AS: Yeah, that's right. That's why my sister, she should've been a doctor, the one... she wanted to be, and her father said, "No daughter of mine gonna be a doctor," you know, in those days. But my sister took my mom back to Japan when she was okay, and she said she gathered a couple of her friends and she said there was a lady that did become a doctor. But in those days they didn't... unusual. But my mom, she says, "Well, the next thing best to be a schoolteacher." We had a lot of schoolteachers in the family. But she said, well, she's okay. She never wanted to become a schoolteacher, but that's one way of getting out of, go to Tokyo in those days.

RP: Your mom really stressed music at an early age.

AS: She liked music. We were little kids and she used to take us to the Hollywood Bowl. I remember sleeping way up there. She really liked music, you know.

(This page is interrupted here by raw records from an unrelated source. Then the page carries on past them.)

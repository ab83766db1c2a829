//! Fleet coordination: tick loop, conflict arbitration and events.

mod coordinator;
mod events;
mod occupancy;

pub use coordinator::FleetCoordinator;
pub use events::{EventKind, FleetEvent, LOG_TIME_FORMAT};
pub use occupancy::OccupancyTable;
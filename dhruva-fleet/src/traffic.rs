//! Whole-route lane and intersection reservations.
//!
//! An optional layer on top of the reactive coordinator: a robot reserves
//! every lane of its route and queues at every intermediate vertex before it
//! starts moving. Requests are all-or-nothing.

use std::collections::HashMap;

use thiserror::Error;

use crate::graph::{LaneKey, VertexIdx};
use crate::robot::RobotId;

/// Why a reservation request was rejected.
#[derive(Error, Debug, Clone, PartialEq, Eq)]
pub enum ReservationError {
    #[error("Cannot reserve an empty path")]
    EmptyPath,

    #[error("Lane {lane} is reserved by robot {holder}")]
    LaneReserved { lane: LaneKey, holder: RobotId },

    #[error("Vertex {vertex} has robot {holder} queued")]
    IntersectionQueued { vertex: VertexIdx, holder: RobotId },
}

/// Lane reservations and per-vertex intersection queues.
#[derive(Clone, Debug, Default)]
pub struct TrafficReservation {
    lanes: HashMap<LaneKey, RobotId>,
    intersections: HashMap<VertexIdx, Vec<RobotId>>,
}

impl TrafficReservation {
    pub fn new() -> Self {
        Self::default()
    }

    /// Reserve every lane along `path` and queue `robot` at each interior
    /// vertex.
    ///
    /// Lanes already held by `robot` are accepted. Nothing is reserved
    /// unless the whole request succeeds.
    pub fn request_path(
        &mut self,
        robot: RobotId,
        path: &[VertexIdx],
    ) -> Result<(), ReservationError> {
        if path.is_empty() {
            return Err(ReservationError::EmptyPath);
        }

        for pair in path.windows(2) {
            let lane = LaneKey::new(pair[0], pair[1]);
            if let Some(&holder) = self.lanes.get(&lane)
                && holder != robot
            {
                return Err(ReservationError::LaneReserved { lane, holder });
            }
        }

        for &vertex in interior(path) {
            let mut queued = self.intersections.get(&vertex).into_iter().flatten();
            if let Some(&holder) = queued.find(|&&r| r != robot) {
                return Err(ReservationError::IntersectionQueued { vertex, holder });
            }
        }

        for pair in path.windows(2) {
            self.lanes.insert(LaneKey::new(pair[0], pair[1]), robot);
        }
        for &vertex in interior(path) {
            let queue = self.intersections.entry(vertex).or_default();
            if !queue.contains(&robot) {
                queue.push(robot);
            }
        }

        tracing::debug!("Robot {} reserved {} vertices", robot, path.len());
        Ok(())
    }

    /// Undo the reservations `robot` holds along `path`.
    ///
    /// Entries owned by other robots are left alone.
    pub fn release_path(&mut self, robot: RobotId, path: &[VertexIdx]) {
        for pair in path.windows(2) {
            let lane = LaneKey::new(pair[0], pair[1]);
            if self.lanes.get(&lane) == Some(&robot) {
                self.lanes.remove(&lane);
            }
        }
        for vertex in interior(path) {
            if let Some(queue) = self.intersections.get_mut(vertex) {
                queue.retain(|&r| r != robot);
                if queue.is_empty() {
                    self.intersections.remove(vertex);
                }
            }
        }
    }

    pub fn lane_holder(&self, lane: LaneKey) -> Option<RobotId> {
        self.lanes.get(&lane).copied()
    }

    /// Robots queued at `vertex`, in request order.
    pub fn queue(&self, vertex: VertexIdx) -> &[RobotId] {
        self.intersections
            .get(&vertex)
            .map(Vec::as_slice)
            .unwrap_or(&[])
    }

    pub fn is_empty(&self) -> bool {
        self.lanes.is_empty() && self.intersections.is_empty()
    }

    pub fn clear(&mut self) {
        self.lanes.clear();
        self.intersections.clear();
    }
}

/// Vertices of `path` excluding both ends.
fn interior(path: &[VertexIdx]) -> &[VertexIdx] {
    if path.len() > 2 {
        &path[1..path.len() - 1]
    } else {
        &[]
    }
}
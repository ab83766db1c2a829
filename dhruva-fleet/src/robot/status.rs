use std::fmt;

use serde::Serialize;

/// Lifecycle state of a robot.
#[derive(Clone, Copy, Debug, Default, PartialEq, Eq, Hash, Serialize)]
#[serde(rename_all = "SCREAMING_SNAKE_CASE")]
pub enum RobotStatus {
    /// At rest on a vertex with no task
    #[default]
    Idle,
    /// Traversing a lane towards the destination
    Moving,
    /// Held back by the coordinator; retries every tick
    Waiting,
    /// Parked on a charger, battery rising
    Charging,
    /// Reached the destination of its last task
    TaskComplete,
}

impl RobotStatus {
    pub fn name(self) -> &'static str {
        match self {
            Self::Idle => "IDLE",
            Self::Moving => "MOVING",
            Self::Waiting => "WAITING",
            Self::Charging => "CHARGING",
            Self::TaskComplete => "TASK_COMPLETE",
        }
    }

    /// Moving or waiting, i.e. a lane is committed.
    #[inline]
    pub fn is_travelling(self) -> bool {
        matches!(self, Self::Moving | Self::Waiting)
    }

    /// No work in progress; the robot will not change on its own.
    #[inline]
    pub fn is_at_rest(self) -> bool {
        matches!(self, Self::Idle | Self::TaskComplete)
    }
}

impl fmt::Display for RobotStatus {
    fn fmt(&self, f: &mut fmt::Formatter<'_>) -> fmt::Result {
        f.write_str(self.name())
    }
}

#[cfg(test)]
mod tests {
    use super::*;

    #[test]
    fn test_status_names() {
        assert_eq!(RobotStatus::default(), RobotStatus::Idle);
        assert_eq!(RobotStatus::TaskComplete.to_string(), "TASK_COMPLETE");
        assert_eq!(
            serde_json::to_string(&RobotStatus::Charging).unwrap(),
            "\"CHARGING\""
        );
    }

    #[test]
    fn test_status_groups() {
        assert!(RobotStatus::Waiting.is_travelling());
        assert!(!RobotStatus::Charging.is_travelling());
        assert!(RobotStatus::TaskComplete.is_at_rest());
        assert!(!RobotStatus::Charging.is_at_rest());
    }
}
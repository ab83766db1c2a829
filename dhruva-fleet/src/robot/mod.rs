//! Simulated robots travelling the navigation graph.
//!
//! - [`RobotStatus`]: the five lifecycle states
//! - [`Robot`]: per-tick state machine (motion, battery, charging)
//! - [`RobotSnapshot`]: serializable view for hosts and UIs

mod snapshot;
mod state_machine;
mod status;

use std::fmt;

use serde::{Deserialize, Serialize};

pub use snapshot::RobotSnapshot;
pub use state_machine::{ARRIVAL_EPSILON, Robot, TaskPlan};
pub use status::RobotStatus;

/// Fleet-unique robot identifier.
///
/// Allocated by the coordinator starting at 1 and never reused.
#[derive(Clone, Copy, Debug, PartialEq, Eq, Hash, PartialOrd, Ord, Serialize, Deserialize)]
#[serde(transparent)]
pub struct RobotId(pub u32);

impl fmt::Display for RobotId {
    fn fmt(&self, f: &mut fmt::Formatter<'_>) -> fmt::Result {
        write!(f, "{}", self.0)
    }
}
//! Dijkstra's shortest path over a unit-cost adjacency list.
//!
//! Every lane costs one hop regardless of its geometric length or speed
//! limit.

use std::cmp::Ordering;
use std::collections::BinaryHeap;

use super::types::VertexIdx;

/// State for Dijkstra's algorithm priority queue.
#[derive(Clone, Copy, Debug, PartialEq, Eq)]
pub struct DijkstraState {
    /// Hops from the source.
    pub cost: u32,
    /// Current node index.
    pub node: usize,
}

impl Ord for DijkstraState {
    fn cmp(&self, other: &Self) -> Ordering {
        // Reverse ordering for min-heap (BinaryHeap is max-heap by default)
        other
            .cost
            .cmp(&self.cost)
            .then_with(|| other.node.cmp(&self.node))
    }
}

impl PartialOrd for DijkstraState {
    fn partial_cmp(&self, other: &Self) -> Option<Ordering> {
        Some(self.cmp(other))
    }
}

/// Find the fewest-hop path from `start` to `goal`, both inclusive.
///
/// Returns `[start]` when `start == goal` and an empty vector when the goal
/// is unreachable or either index is out of range.
pub fn shortest_path(
    adjacency: &[Vec<VertexIdx>],
    start: VertexIdx,
    goal: VertexIdx,
) -> Vec<VertexIdx> {
    let n = adjacency.len();
    let (start_i, goal_i) = (start.index(), goal.index());

    if start_i >= n || goal_i >= n {
        return Vec::new();
    }

    if start == goal {
        return vec![start];
    }

    let mut dist: Vec<u32> = vec![u32::MAX; n];
    let mut prev: Vec<Option<usize>> = vec![None; n];
    dist[start_i] = 0;

    let mut heap = BinaryHeap::new();
    heap.push(DijkstraState {
        cost: 0,
        node: start_i,
    });

    while let Some(DijkstraState { cost, node }) = heap.pop() {
        // Stale entry
        if cost > dist[node] {
            continue;
        }

        if node == goal_i {
            break;
        }

        for neighbor in &adjacency[node] {
            let next = neighbor.index();
            let new_dist = cost + 1;
            if new_dist < dist[next] {
                dist[next] = new_dist;
                prev[next] = Some(node);
                heap.push(DijkstraState {
                    cost: new_dist,
                    node: next,
                });
            }
        }
    }

    if dist[goal_i] == u32::MAX {
        return Vec::new();
    }

    let mut path = Vec::with_capacity(dist[goal_i] as usize + 1);
    let mut current = goal_i;
    while current != start_i {
        path.push(VertexIdx::new(current));
        match prev[current] {
            Some(p) => current = p,
            None => return Vec::new(),
        }
    }
    path.push(start);
    path.reverse();
    path
}

#[cfg(test)]
mod tests {
    use super::*;

    fn v(i: usize) -> VertexIdx {
        VertexIdx::new(i)
    }

    fn adjacency(n: usize, edges: &[(usize, usize)]) -> Vec<Vec<VertexIdx>> {
        let mut adj = vec![Vec::new(); n];
        for &(a, b) in edges {
            adj[a].push(v(b));
            adj[b].push(v(a));
        }
        adj
    }

    fn make_simple_graph() -> Vec<Vec<VertexIdx>> {
        // 0 --- 1 --- 2
        // |     |
        // 3 --- 4 --- 5
        adjacency(6, &[(0, 1), (1, 2), (0, 3), (1, 4), (3, 4), (4, 5)])
    }

    #[test]
    fn test_shortest_path_simple() {
        let adj = make_simple_graph();
        assert_eq!(shortest_path(&adj, v(0), v(1)), vec![v(0), v(1)]);
        assert_eq!(shortest_path(&adj, v(0), v(2)), vec![v(0), v(1), v(2)]);
    }

    #[test]
    fn test_shortest_path_same_node() {
        let adj = make_simple_graph();
        assert_eq!(shortest_path(&adj, v(3), v(3)), vec![v(3)]);
    }

    #[test]
    fn test_shortest_path_hop_count() {
        let adj = make_simple_graph();
        // 2 -> 5 is three hops either way round
        let path = shortest_path(&adj, v(2), v(5));
        assert_eq!(path.len(), 4);
        assert_eq!(path.first(), Some(&v(2)));
        assert_eq!(path.last(), Some(&v(5)));
    }

    #[test]
    fn test_shortest_path_no_path() {
        let adj = adjacency(3, &[(0, 1)]);
        assert!(shortest_path(&adj, v(0), v(2)).is_empty());
    }

    #[test]
    fn test_shortest_path_out_of_range() {
        let adj = make_simple_graph();
        assert!(shortest_path(&adj, v(0), v(42)).is_empty());
        assert!(shortest_path(&adj, v(42), v(0)).is_empty());
        assert!(shortest_path(&[], v(0), v(0)).is_empty());
    }

    #[test]
    fn test_dijkstra_state_ordering() {
        // Lower cost has higher priority
        let near = DijkstraState { cost: 1, node: 0 };
        let far = DijkstraState { cost: 2, node: 1 };
        assert!(near > far);
    }
}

RP: So she did, did she teach you piano?

AS: No, no, she was a schoolteacher, but she liked music, and my brother... his dad was a real good singer, too. My sister was, my oldest sister was a very, and she was a good musician. She minored in music, UCLA and all that. But my mother, beside that, after she graduated, my brother went back -- oh, he, he remembers, he was only four years old when she went back to kind of get together with her mother, and this woman there... I guess she was still living to this age. She was pretty elderly woman, but when my brother went, just before he passed away, and he said this woman said, "Yeah, your mother was the, she was the village queen. She was very pretty." She was pretty. She was really pretty. Even... we didn't mind it. You know how when you, when you're little kids you don't like your mothers to come to school and all? My brothers didn't... my mom was coming to school and I remember one of the teachers saying to me, "Is that your mother?" Because Japanese ladies in those days, well, they didn't speak the language too well either. My mother wasn't too hot at that. But she always would like to visit us, and the teacher would say, "Oh, is that your mother? She's very pretty." She was very pretty, they would always tell. A very attractive woman. So anyway, that's how it ended up. That's how we got to America, anyway.